> _What you will do_
Go through the records below and copy out every line that contains the word "RunSelector".

> _Entries shown_
------------------------

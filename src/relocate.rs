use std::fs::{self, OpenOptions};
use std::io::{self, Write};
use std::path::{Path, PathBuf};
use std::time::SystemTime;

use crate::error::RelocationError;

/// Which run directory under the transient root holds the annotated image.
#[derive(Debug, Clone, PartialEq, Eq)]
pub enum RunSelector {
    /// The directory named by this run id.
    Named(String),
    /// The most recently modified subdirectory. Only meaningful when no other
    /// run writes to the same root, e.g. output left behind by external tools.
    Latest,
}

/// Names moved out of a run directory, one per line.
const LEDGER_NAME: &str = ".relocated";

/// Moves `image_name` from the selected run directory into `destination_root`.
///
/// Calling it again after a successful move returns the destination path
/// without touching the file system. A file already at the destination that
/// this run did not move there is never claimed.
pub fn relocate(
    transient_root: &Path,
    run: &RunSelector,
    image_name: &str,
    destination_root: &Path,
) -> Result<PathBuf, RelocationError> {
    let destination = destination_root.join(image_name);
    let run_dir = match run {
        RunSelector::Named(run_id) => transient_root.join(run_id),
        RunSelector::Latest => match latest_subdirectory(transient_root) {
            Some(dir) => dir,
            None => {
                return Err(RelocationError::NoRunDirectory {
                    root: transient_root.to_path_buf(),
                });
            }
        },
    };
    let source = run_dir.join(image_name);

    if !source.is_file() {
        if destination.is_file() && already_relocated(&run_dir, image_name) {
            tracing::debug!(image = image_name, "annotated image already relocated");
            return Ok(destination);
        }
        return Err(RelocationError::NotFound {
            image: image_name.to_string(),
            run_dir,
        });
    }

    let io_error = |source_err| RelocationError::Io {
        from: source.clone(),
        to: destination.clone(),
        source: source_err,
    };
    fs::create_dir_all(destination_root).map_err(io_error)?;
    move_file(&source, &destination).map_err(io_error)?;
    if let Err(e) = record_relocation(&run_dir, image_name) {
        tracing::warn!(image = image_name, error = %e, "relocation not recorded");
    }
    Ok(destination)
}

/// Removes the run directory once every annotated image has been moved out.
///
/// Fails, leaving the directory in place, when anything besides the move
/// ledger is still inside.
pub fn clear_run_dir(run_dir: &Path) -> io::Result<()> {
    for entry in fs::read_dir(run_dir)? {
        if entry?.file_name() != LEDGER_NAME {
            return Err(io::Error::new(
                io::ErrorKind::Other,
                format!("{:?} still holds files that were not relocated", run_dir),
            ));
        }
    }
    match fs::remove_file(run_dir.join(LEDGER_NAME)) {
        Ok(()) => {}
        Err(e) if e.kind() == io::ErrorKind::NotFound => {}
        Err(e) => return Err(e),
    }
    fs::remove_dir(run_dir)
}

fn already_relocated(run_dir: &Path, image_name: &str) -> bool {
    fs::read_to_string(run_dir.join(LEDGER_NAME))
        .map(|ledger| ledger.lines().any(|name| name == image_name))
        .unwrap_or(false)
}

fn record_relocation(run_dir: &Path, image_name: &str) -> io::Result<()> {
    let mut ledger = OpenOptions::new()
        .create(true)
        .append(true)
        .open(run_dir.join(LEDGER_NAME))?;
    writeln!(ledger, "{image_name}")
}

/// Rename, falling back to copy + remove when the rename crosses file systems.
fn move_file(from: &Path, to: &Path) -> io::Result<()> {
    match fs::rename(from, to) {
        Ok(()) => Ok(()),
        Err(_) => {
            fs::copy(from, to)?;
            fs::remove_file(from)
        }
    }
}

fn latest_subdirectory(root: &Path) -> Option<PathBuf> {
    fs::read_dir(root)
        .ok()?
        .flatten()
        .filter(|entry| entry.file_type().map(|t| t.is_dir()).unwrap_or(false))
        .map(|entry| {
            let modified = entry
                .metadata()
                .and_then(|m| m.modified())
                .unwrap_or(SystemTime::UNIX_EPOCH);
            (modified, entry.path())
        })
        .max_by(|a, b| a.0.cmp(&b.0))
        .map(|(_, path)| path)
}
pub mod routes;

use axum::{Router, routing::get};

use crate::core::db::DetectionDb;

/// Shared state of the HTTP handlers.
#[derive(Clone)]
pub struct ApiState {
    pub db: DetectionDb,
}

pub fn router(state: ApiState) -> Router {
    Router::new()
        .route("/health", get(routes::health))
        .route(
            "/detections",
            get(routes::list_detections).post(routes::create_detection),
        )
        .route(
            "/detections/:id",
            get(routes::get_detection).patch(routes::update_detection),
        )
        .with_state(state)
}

------------------------

> _Solution to this exercise_
pub enum RunSelector {
    run: &RunSelector,
        RunSelector::Named(run_id) => transient_root.join(run_id),
        RunSelector::Latest => match latest_subdirectory(transient_root) {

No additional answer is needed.